[[ Data for the task open ]]
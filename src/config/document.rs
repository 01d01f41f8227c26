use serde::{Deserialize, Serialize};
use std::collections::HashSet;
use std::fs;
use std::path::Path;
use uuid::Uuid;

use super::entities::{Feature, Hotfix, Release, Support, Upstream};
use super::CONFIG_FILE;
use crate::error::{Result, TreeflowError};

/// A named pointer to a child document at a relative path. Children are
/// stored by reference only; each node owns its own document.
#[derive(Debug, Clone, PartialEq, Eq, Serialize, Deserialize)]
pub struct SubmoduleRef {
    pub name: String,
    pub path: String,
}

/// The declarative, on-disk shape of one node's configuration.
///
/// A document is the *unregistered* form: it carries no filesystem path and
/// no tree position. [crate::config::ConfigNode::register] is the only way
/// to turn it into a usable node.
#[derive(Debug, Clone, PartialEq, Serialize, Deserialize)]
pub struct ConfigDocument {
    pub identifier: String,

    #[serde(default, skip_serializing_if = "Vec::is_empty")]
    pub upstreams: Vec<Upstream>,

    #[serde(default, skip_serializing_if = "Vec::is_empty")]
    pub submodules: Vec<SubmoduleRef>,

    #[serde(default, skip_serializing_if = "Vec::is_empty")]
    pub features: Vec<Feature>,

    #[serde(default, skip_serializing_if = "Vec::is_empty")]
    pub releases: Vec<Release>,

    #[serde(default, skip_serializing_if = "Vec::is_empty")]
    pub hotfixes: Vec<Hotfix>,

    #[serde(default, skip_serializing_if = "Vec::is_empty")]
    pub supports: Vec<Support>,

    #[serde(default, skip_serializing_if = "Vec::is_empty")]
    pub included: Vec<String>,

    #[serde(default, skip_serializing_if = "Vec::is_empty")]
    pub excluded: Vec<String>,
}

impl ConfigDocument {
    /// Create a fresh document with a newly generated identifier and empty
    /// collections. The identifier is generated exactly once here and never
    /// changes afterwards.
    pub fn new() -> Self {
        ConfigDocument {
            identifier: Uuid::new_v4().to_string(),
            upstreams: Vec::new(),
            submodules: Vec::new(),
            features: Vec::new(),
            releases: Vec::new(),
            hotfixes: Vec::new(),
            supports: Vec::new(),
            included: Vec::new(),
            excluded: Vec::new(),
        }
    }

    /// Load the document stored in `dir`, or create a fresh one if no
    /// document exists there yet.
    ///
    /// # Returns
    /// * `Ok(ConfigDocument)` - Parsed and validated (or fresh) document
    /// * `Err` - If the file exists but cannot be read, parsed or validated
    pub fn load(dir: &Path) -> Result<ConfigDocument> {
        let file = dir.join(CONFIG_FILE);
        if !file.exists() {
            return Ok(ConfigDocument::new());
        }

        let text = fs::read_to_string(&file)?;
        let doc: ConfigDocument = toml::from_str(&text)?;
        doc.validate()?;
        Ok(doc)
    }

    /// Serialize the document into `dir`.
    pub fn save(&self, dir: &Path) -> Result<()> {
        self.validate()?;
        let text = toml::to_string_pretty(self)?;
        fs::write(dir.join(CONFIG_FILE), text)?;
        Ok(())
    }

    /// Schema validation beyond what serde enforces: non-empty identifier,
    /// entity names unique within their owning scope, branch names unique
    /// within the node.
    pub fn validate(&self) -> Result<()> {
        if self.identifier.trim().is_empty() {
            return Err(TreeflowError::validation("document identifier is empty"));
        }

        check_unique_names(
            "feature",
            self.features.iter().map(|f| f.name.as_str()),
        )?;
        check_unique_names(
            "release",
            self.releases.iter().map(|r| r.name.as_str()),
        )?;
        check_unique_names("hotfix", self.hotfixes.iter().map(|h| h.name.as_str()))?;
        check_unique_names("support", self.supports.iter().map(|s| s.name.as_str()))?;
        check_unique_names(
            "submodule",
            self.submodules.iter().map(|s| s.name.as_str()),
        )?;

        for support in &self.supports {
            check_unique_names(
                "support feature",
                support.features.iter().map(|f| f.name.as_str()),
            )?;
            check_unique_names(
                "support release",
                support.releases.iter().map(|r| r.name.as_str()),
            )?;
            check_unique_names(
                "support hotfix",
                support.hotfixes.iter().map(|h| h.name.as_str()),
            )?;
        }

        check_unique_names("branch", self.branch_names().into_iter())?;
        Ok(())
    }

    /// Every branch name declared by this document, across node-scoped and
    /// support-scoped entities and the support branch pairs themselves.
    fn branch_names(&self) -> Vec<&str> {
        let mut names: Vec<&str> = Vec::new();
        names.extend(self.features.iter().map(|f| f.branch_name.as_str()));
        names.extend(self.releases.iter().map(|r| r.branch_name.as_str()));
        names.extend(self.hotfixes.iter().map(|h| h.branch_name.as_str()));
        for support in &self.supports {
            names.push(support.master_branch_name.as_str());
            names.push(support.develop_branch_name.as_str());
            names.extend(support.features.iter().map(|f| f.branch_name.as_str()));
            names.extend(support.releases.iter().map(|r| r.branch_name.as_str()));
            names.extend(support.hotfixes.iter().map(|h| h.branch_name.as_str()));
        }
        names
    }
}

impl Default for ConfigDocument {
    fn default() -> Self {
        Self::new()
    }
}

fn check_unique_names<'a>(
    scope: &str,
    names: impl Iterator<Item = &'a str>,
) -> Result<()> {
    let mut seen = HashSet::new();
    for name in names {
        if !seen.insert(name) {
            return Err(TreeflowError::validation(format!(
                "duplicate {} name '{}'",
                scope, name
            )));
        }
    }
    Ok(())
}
[[ Data for the task closed ]]
[[ Data for the task open ]]
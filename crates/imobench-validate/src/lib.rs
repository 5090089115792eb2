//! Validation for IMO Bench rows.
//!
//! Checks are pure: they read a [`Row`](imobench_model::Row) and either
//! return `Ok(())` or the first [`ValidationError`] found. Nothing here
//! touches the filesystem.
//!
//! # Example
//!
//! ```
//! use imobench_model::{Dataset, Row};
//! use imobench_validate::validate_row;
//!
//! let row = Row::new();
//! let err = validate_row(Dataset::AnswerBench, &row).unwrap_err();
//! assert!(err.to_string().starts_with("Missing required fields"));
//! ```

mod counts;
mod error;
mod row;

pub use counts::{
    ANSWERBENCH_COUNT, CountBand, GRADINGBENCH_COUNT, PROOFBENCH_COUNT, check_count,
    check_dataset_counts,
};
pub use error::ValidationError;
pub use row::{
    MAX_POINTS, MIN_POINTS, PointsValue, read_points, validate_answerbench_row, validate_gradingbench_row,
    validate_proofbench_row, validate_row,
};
[[ Data for the task closed ]]
- [Work instruction]: Reproduce exactly, and with no other material, the lines between those holding "across node-scoped and" and "names.push(support.master_branch_name.as_str());", inclusive.

- [Answer for this exercise]:
    /// Every branch name declared by this document, across node-scoped and
    /// support-scoped entities and the support branch pairs themselves.
    fn branch_names(&self) -> Vec<&str> {
        let mut names: Vec<&str> = Vec::new();
        names.extend(self.features.iter().map(|f| f.branch_name.as_str()));
        names.extend(self.releases.iter().map(|r| r.branch_name.as_str()));
        names.extend(self.hotfixes.iter().map(|h| h.branch_name.as_str()));
        for support in &self.supports {
            names.push(support.master_branch_name.as_str());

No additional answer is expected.